Publication at Faculty of Education, First Faculty of Medicine |


The Ten-Item Internet Gaming Disorder Test (IGDT-10) is a short screening instrument developed to assess Internet gaming disorder (IGD) as proposed in the Diagnostic and Statistical Manual of Mental Disorders, fifth edition (DSM-5), adopting a concise, clear, and consistent item-wording. According to initial studies conducted in 2014, the instrument showed promising psychometric characteristics.

The present study tested the psychometric properties, including language and gender invariance, in a large international sample of online gamers. In this study, data were collected from 7,193 participants comprising Hungarian (n = 3,924), Iranian (n = 791), English-speaking (n = 754), French-speaking (n = 421), Norwegian (n = 195), Czech (n = 496), and Peruvian (n = 612) online gamers via gaming-related websites and gaming-related social-networking-site groups.

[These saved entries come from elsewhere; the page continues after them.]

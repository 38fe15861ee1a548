//! Scripted page sources for window cache tests.
#![allow(dead_code)]

use std::collections::{HashMap, VecDeque};
use std::sync::{Arc, Mutex};

use async_trait::async_trait;
use marquee_core::contracts::page_source::PageSource;
use marquee_core::model::{PageIndex, PageResponse};
use tokio::sync::Notify;

/// Item ids encode their origin: `page * 1000 + position`.
pub fn item(page: u32, position: u32) -> u32 {
    page * 1000 + position
}

pub fn page_of(item: u32) -> u32 {
    item / 1000
}

#[derive(Default)]
struct Script {
    sizes: HashMap<u32, usize>,
    failures: HashMap<u32, VecDeque<String>>,
    gates: HashMap<u32, Arc<Notify>>,
    calls: Vec<u32>,
}

/// In-memory catalogue with per-page failure injection and completion gates.
#[derive(Default)]
pub struct ScriptedSource {
    script: Mutex<Script>,
}

impl ScriptedSource {
    /// `pages` full pages of `page_size` items; later pages come back empty.
    pub fn full_pages(pages: u32, page_size: usize) -> Arc<Self> {
        let source = Self::default();
        {
            let mut script = source.script.lock().unwrap();
            for page in 1..=pages {
                script.sizes.insert(page, page_size);
            }
        }
        Arc::new(source)
    }

    pub fn set_page_len(&self, page: u32, len: usize) {
        self.script.lock().unwrap().sizes.insert(page, len);
    }

    /// Next fetch of `page` fails with `message`; later fetches succeed.
    pub fn fail_once(&self, page: u32, message: &str) {
        self.script
            .lock()
            .unwrap()
            .failures
            .entry(page)
            .or_default()
            .push_back(message.to_string());
    }

    /// Hold fetches of `page` until the returned gate is notified.
    pub fn gate(&self, page: u32) -> Arc<Notify> {
        let gate = Arc::new(Notify::new());
        self.script
            .lock()
            .unwrap()
            .gates
            .insert(page, gate.clone());
        gate
    }

    pub fn calls(&self) -> Vec<u32> {
        self.script.lock().unwrap().calls.clone()
    }

    pub fn calls_for(&self, page: u32) -> usize {
        self.calls().into_iter().filter(|p| *p == page).count()
    }

    pub async fn wait_for_calls(&self, count: usize) {
        while self.calls().len() < count {
            tokio::task::yield_now().await;
        }
    }
}

#[async_trait]
impl PageSource for ScriptedSource {
    type Item = u32;

    async fn fetch_page(
        &self,
        page: PageIndex,
        page_size: usize,
    ) -> anyhow::Result<PageResponse<u32>> {
        let page = page.get();
        let gate = {
            let mut script = self.script.lock().unwrap();
            script.calls.push(page);
            script.gates.get(&page).cloned()
        };
        if let Some(gate) = gate {
            gate.notified().await;
        }

        let mut script = self.script.lock().unwrap();
        if let Some(message) =
            script.failures.get_mut(&page).and_then(VecDeque::pop_front)
        {
            anyhow::bail!(message);
        }
        let len = script.sizes.get(&page).copied().unwrap_or(0).min(page_size);
        Ok(PageResponse::new(
            (0..len as u32).map(|position| item(page, position)).collect(),
        ))
    }

    fn describe(&self) -> String {
        "scripted".to_string()
    }
}
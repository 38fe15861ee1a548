use crate::ids::{MovieId, PersonId};

#[cfg(feature = "serde")]
use serde::{Deserialize, Serialize};

/// Movie card as returned by list endpoints (most popular, top rated, search,
/// favorites, similar movies, known-for credits).
#[derive(Debug, Clone, PartialEq, Eq, Hash)]
#[cfg_attr(feature = "serde", derive(Serialize, Deserialize))]
pub struct MovieSummary {
    pub id: MovieId,
    #[cfg_attr(feature = "serde", serde(default))]
    pub title: String,
    #[cfg_attr(
        feature = "serde",
        serde(default, deserialize_with = "crate::de::opt_string")
    )]
    pub year: Option<String>,
    #[cfg_attr(feature = "serde", serde(default))]
    pub image: Option<String>,
    #[cfg_attr(
        feature = "serde",
        serde(default, deserialize_with = "crate::de::opt_string")
    )]
    pub rate: Option<String>,
    #[cfg_attr(
        feature = "serde",
        serde(default, deserialize_with = "crate::de::vec_or_null")
    )]
    pub genres: Vec<String>,
    /// Credit role when the card appears in a person's known-for list
    #[cfg_attr(feature = "serde", serde(default))]
    pub role: Option<String>,
    #[cfg_attr(feature = "serde", serde(default))]
    pub character: Option<String>,
}

impl MovieSummary {
    pub fn new(id: MovieId, title: impl Into<String>) -> Self {
        Self {
            id,
            title: title.into(),
            year: None,
            image: None,
            rate: None,
            genres: Vec::new(),
            role: None,
            character: None,
        }
    }

    /// `Title (Year)` when the year is known.
    pub fn display_title(&self) -> String {
        match &self.year {
            Some(year) => format!("{} ({})", self.title, year),
            None => self.title.clone(),
        }
    }
}

#[derive(Debug, Clone, PartialEq, Eq)]
#[cfg_attr(feature = "serde", derive(Serialize, Deserialize))]
pub struct CrewCredit {
    pub id: PersonId,
    #[cfg_attr(feature = "serde", serde(default))]
    pub name: String,
}

#[derive(Debug, Clone, PartialEq, Eq)]
#[cfg_attr(feature = "serde", derive(Serialize, Deserialize))]
pub struct CastCredit {
    pub id: PersonId,
    #[cfg_attr(feature = "serde", serde(default))]
    pub name: String,
    #[cfg_attr(feature = "serde", serde(default))]
    pub image: Option<String>,
    #[cfg_attr(feature = "serde", serde(default))]
    pub character: Option<String>,
}

#[derive(Debug, Clone, PartialEq, Eq)]
#[cfg_attr(feature = "serde", derive(Serialize, Deserialize))]
pub struct Review {
    #[cfg_attr(feature = "serde", serde(default))]
    pub user: Option<String>,
    #[cfg_attr(feature = "serde", serde(default))]
    pub title: Option<String>,
    #[cfg_attr(feature = "serde", serde(default))]
    pub content: Option<String>,
    #[cfg_attr(
        feature = "serde",
        serde(default, deserialize_with = "crate::de::opt_string")
    )]
    pub rate: Option<String>,
    #[cfg_attr(feature = "serde", serde(default))]
    pub date: Option<String>,
}

/// Third-party rating sources. Keys follow the upstream payload casing.
#[derive(Debug, Clone, PartialEq, Eq, Default)]
#[cfg_attr(feature = "serde", derive(Serialize, Deserialize))]
pub struct Ratings {
    #[cfg_attr(
        feature = "serde",
        serde(rename = "imDb", default, deserialize_with = "crate::de::opt_string")
    )]
    pub imdb: Option<String>,
    #[cfg_attr(
        feature = "serde",
        serde(default, deserialize_with = "crate::de::opt_string")
    )]
    pub metacritic: Option<String>,
    #[cfg_attr(
        feature = "serde",
        serde(
            rename = "theMovieDb",
            default,
            deserialize_with = "crate::de::opt_string"
        )
    )]
    pub the_movie_db: Option<String>,
    #[cfg_attr(
        feature = "serde",
        serde(
            rename = "filmAffinity",
            default,
            deserialize_with = "crate::de::opt_string"
        )
    )]
    pub film_affinity: Option<String>,
    #[cfg_attr(
        feature = "serde",
        serde(
            rename = "rottenTomatoes",
            default,
            deserialize_with = "crate::de::opt_string"
        )
    )]
    pub rotten_tomatoes: Option<String>,
}

impl Ratings {
    /// Labelled, non-empty ratings in display order.
    pub fn entries(&self) -> Vec<(&'static str, &str)> {
        labelled([
            ("IMDb", &self.imdb),
            ("Metacritic", &self.metacritic),
            ("TheMovieDB", &self.the_movie_db),
            ("FilmAffinity", &self.film_affinity),
            ("Rotten Tomatoes", &self.rotten_tomatoes),
        ])
    }
}

#[derive(Debug, Clone, PartialEq, Eq, Default)]
#[cfg_attr(feature = "serde", derive(Serialize, Deserialize))]
pub struct BoxOffice {
    #[cfg_attr(feature = "serde", serde(default))]
    pub budget: Option<String>,
    #[cfg_attr(feature = "serde", serde(rename = "grossUSA", default))]
    pub gross_usa: Option<String>,
    #[cfg_attr(feature = "serde", serde(rename = "openingWeekendUSA", default))]
    pub opening_weekend_usa: Option<String>,
    #[cfg_attr(
        feature = "serde",
        serde(rename = "cumulativeWorldwideGross", default)
    )]
    pub worldwide: Option<String>,
}

impl BoxOffice {
    pub fn entries(&self) -> Vec<(&'static str, &str)> {
        labelled([
            ("Budget", &self.budget),
            ("Gross USA", &self.gross_usa),
            ("Opening Weekend USA", &self.opening_weekend_usa),
            ("Worldwide", &self.worldwide),
        ])
    }
}

fn labelled<'a, const N: usize>(
    entries: [(&'static str, &'a Option<String>); N],
) -> Vec<(&'static str, &'a str)> {
    entries
        .into_iter()
        .filter_map(|(label, value)| {
            value
                .as_deref()
                .filter(|v| !v.trim().is_empty())
                .map(|v| (label, v))
        })
        .collect()
}

/// Full movie record from `GET /api/movies/{id}`.
#[derive(Debug, Clone, PartialEq, Eq)]
#[cfg_attr(feature = "serde", derive(Serialize, Deserialize))]
pub struct MovieDetail {
    pub id: MovieId,
    #[cfg_attr(feature = "serde", serde(default))]
    pub title: String,
    #[cfg_attr(feature = "serde", serde(default))]
    pub full_title: Option<String>,
    #[cfg_attr(
        feature = "serde",
        serde(default, deserialize_with = "crate::de::opt_string")
    )]
    pub year: Option<String>,
    #[cfg_attr(feature = "serde", serde(default))]
    pub image: Option<String>,
    #[cfg_attr(
        feature = "serde",
        serde(default, deserialize_with = "crate::de::opt_string")
    )]
    pub runtime: Option<String>,
    /// May contain inline HTML markup
    #[cfg_attr(feature = "serde", serde(default))]
    pub plot_full: Option<String>,
    #[cfg_attr(feature = "serde", serde(default))]
    pub awards: Option<String>,
    #[cfg_attr(
        feature = "serde",
        serde(default, deserialize_with = "crate::de::vec_or_null")
    )]
    pub genres: Vec<String>,
    #[cfg_attr(
        feature = "serde",
        serde(default, deserialize_with = "crate::de::vec_or_null")
    )]
    pub countries: Vec<String>,
    #[cfg_attr(
        feature = "serde",
        serde(default, deserialize_with = "crate::de::vec_or_null")
    )]
    pub languages: Vec<String>,
    #[cfg_attr(
        feature = "serde",
        serde(default, deserialize_with = "crate::de::vec_or_null")
    )]
    pub directors: Vec<CrewCredit>,
    #[cfg_attr(
        feature = "serde",
        serde(default, deserialize_with = "crate::de::vec_or_null")
    )]
    pub actors: Vec<CastCredit>,
    #[cfg_attr(feature = "serde", serde(default))]
    pub ratings: Option<Ratings>,
    #[cfg_attr(feature = "serde", serde(default))]
    pub box_office: Option<BoxOffice>,
    #[cfg_attr(
        feature = "serde",
        serde(default, deserialize_with = "crate::de::vec_or_null")
    )]
    pub reviews: Vec<Review>,
    #[cfg_attr(
        feature = "serde",
        serde(default, deserialize_with = "crate::de::vec_or_null")
    )]
    pub similar_movies: Vec<MovieSummary>,
}

impl MovieDetail {
    /// Collapse the detail record back into a card.
    pub fn summary(&self) -> MovieSummary {
        MovieSummary {
            id: self.id.clone(),
            title: self.title.clone(),
            year: self.year.clone(),
            image: self.image.clone(),
            rate: self.ratings.as_ref().and_then(|r| r.imdb.clone()),
            genres: self.genres.clone(),
            role: None,
            character: None,
        }
    }
}

#[cfg(all(test, feature = "serde"))]
mod tests {
    use super::*;

    #[test]
    fn decodes_sparse_detail_payload() {
        let json = r#"{
            "id": "tt0111161",
            "title": "The Shawshank Redemption",
            "year": 1994,
            "genres": null,
            "ratings": {"imDb": "9.3", "metacritic": "", "rottenTomatoes": 91},
            "box_office": {"budget": "$25,000,000", "grossUSA": null}
        }"#;
        let movie: MovieDetail = serde_json::from_str(json).unwrap();
        assert_eq!(movie.year.as_deref(), Some("1994"));
        assert!(movie.genres.is_empty());

        let ratings = movie.ratings.unwrap();
        assert_eq!(
            ratings.entries(),
            vec![("IMDb", "9.3"), ("Rotten Tomatoes", "91")]
        );
        assert_eq!(
            movie.box_office.unwrap().entries(),
            vec![("Budget", "$25,000,000")]
        );
    }
}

A unidimensional factor structure provided a good fit to the data in all language-based samples. In addition, results indicated both language and gender invariance on the level of scalar invariance.

Criterion and construct validity of the IGDT-10 was supported by its strong association with the Problematic Online Gaming Questionnaire and moderate association with weekly gaming time, psychopathological symptoms, and impulsivity. The proportions of each sample that met the cut-off score on the IGDT-10 varied between 1.61% and 4.48% in the individual samples, except for the Peruvian sample (13.44%).

The IGDT-10 shows robust psychometric properties and appears suitable for conducting cross-cultural and gender comparisons across seven languages. (C) 2018 American Psychological Association.